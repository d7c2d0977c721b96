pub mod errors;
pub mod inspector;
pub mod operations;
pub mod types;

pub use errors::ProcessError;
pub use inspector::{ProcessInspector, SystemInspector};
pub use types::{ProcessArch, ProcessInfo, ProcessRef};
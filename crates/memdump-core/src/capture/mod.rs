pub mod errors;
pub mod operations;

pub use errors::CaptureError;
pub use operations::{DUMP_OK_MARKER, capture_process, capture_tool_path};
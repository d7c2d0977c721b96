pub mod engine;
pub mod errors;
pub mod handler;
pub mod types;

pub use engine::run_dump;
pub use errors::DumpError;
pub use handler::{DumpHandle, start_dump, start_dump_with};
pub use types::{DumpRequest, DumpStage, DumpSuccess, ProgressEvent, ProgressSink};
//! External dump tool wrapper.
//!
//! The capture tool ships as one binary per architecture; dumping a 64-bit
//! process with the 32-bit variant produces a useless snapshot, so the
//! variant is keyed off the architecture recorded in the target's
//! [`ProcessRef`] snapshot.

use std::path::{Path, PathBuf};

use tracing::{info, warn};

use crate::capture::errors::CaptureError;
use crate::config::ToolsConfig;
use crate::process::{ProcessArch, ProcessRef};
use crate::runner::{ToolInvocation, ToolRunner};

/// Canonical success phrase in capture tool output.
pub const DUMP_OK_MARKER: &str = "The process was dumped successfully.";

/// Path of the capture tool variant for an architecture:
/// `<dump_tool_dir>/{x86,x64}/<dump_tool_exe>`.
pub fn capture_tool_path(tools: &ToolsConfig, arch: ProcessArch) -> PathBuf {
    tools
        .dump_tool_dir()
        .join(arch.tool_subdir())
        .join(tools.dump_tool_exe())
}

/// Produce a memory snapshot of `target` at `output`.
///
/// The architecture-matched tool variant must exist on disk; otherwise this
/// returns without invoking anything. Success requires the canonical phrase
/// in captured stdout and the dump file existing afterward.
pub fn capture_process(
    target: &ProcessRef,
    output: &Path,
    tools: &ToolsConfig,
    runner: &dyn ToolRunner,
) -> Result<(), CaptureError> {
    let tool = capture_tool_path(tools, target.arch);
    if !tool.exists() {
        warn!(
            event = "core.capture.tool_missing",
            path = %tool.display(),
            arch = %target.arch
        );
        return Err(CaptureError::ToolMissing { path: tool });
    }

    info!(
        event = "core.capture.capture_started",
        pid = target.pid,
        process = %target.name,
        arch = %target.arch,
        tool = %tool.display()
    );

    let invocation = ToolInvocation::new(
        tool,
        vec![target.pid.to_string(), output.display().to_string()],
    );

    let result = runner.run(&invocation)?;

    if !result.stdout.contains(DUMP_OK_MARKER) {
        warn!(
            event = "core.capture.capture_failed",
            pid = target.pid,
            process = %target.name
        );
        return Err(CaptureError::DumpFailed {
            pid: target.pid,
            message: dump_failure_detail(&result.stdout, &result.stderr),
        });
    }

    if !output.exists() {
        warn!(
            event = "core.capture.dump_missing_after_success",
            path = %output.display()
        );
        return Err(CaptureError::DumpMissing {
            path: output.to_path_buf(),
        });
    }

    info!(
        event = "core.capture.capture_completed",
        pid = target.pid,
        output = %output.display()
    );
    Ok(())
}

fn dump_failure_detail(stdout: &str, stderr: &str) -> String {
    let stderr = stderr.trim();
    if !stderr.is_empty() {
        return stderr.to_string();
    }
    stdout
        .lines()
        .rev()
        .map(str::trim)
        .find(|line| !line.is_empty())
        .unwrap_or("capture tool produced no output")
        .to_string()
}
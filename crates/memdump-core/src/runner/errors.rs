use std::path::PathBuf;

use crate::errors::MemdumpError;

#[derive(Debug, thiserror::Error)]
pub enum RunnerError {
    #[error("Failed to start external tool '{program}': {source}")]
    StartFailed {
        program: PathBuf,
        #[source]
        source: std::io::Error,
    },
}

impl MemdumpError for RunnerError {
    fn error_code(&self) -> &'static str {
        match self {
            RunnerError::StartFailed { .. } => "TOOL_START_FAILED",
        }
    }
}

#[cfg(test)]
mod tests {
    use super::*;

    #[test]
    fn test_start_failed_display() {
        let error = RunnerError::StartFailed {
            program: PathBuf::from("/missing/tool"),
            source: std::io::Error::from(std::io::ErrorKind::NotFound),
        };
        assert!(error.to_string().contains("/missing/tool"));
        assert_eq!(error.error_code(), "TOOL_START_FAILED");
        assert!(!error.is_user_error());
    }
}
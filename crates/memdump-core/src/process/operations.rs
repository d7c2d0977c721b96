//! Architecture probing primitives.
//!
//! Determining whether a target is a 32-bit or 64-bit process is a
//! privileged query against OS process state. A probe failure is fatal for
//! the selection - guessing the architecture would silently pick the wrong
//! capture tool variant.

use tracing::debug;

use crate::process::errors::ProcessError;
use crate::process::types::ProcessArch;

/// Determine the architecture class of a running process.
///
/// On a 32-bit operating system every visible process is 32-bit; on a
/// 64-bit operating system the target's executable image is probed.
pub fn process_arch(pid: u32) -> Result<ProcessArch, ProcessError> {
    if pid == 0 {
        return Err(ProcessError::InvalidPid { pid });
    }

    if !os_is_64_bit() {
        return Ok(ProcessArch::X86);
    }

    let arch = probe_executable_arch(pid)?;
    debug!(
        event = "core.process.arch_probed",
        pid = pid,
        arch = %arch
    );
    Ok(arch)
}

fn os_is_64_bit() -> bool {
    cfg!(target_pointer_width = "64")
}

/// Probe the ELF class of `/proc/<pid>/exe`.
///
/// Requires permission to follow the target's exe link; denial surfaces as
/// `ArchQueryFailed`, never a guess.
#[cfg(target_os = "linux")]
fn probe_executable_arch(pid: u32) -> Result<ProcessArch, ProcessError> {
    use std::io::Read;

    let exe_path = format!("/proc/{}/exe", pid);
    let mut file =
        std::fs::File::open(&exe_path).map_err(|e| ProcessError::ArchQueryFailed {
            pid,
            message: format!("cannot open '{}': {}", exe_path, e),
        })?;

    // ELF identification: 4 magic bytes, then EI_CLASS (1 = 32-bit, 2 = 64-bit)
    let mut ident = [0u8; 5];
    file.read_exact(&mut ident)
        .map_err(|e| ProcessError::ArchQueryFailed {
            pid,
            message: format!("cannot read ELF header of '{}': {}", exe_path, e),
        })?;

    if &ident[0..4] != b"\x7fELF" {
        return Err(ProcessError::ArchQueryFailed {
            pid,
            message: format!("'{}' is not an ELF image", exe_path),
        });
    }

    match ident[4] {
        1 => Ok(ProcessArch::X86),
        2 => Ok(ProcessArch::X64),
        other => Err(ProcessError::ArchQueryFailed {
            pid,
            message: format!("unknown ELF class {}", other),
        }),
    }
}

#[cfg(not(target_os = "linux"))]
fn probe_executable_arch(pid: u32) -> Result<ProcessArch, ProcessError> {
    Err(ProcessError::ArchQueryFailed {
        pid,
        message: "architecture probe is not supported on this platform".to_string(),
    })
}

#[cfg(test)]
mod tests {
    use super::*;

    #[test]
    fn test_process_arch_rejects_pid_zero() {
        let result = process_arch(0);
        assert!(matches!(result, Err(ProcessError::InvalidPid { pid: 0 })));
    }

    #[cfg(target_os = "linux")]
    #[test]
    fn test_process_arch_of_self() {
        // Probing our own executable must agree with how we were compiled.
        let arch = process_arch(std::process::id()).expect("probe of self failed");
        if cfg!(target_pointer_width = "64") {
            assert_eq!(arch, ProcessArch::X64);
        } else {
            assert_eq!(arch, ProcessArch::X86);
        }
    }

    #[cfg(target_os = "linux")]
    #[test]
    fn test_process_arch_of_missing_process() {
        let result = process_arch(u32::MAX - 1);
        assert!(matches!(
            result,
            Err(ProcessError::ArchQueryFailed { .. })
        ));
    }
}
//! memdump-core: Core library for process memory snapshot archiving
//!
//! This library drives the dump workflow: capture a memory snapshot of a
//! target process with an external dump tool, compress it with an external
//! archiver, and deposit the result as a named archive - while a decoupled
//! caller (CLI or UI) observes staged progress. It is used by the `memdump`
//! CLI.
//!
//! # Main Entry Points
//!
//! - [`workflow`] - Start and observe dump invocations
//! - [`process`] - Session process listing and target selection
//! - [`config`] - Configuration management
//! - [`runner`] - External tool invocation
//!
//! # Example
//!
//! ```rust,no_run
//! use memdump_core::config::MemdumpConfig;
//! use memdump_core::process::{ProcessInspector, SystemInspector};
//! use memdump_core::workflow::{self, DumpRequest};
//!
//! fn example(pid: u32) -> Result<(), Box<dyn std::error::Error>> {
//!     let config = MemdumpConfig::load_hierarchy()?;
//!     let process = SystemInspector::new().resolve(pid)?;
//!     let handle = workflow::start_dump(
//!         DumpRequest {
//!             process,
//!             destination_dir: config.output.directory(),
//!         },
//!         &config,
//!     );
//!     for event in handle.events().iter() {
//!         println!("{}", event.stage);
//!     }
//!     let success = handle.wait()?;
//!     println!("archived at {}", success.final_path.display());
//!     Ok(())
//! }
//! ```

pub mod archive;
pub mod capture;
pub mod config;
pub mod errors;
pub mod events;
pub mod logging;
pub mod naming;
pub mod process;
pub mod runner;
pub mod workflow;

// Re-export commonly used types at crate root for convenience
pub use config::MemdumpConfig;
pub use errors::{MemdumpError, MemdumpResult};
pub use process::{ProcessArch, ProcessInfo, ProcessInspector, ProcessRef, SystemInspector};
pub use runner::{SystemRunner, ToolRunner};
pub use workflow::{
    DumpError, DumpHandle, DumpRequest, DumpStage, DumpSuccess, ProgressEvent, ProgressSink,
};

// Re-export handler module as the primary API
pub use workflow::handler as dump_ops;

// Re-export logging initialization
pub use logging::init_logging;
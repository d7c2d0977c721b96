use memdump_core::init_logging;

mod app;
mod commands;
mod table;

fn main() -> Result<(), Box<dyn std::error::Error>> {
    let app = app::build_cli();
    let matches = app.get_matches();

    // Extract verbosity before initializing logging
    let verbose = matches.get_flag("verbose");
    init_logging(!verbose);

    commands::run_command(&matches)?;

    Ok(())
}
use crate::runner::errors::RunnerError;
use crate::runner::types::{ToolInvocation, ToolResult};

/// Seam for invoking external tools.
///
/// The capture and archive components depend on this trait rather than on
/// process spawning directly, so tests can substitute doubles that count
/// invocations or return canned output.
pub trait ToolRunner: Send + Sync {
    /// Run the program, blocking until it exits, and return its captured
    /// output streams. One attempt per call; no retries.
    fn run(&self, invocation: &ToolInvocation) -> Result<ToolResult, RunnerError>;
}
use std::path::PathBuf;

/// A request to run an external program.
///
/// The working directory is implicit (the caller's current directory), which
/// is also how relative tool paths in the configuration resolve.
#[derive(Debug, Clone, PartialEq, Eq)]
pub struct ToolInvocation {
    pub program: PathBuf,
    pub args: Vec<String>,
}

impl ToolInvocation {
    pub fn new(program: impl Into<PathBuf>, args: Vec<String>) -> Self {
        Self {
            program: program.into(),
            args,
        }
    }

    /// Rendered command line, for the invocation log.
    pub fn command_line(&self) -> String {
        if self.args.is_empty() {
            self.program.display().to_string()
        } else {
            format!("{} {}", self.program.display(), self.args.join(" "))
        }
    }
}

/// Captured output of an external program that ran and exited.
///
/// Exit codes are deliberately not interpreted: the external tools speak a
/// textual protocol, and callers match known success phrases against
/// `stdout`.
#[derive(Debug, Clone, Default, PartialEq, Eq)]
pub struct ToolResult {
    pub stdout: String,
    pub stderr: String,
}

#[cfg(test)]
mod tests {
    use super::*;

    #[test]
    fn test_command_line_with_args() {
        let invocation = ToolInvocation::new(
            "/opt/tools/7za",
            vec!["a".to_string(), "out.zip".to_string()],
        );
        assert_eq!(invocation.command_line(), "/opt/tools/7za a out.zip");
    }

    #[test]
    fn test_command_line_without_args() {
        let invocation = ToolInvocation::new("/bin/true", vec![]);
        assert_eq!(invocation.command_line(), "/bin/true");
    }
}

☆ ☆ ☆ ☆ ☆ ☆ ☆

WHAT TO PRODUCE:
Looking at the material, work out the number of lines holding "variant", and write that number alone.

SOLUTION TO THIS TASK:
5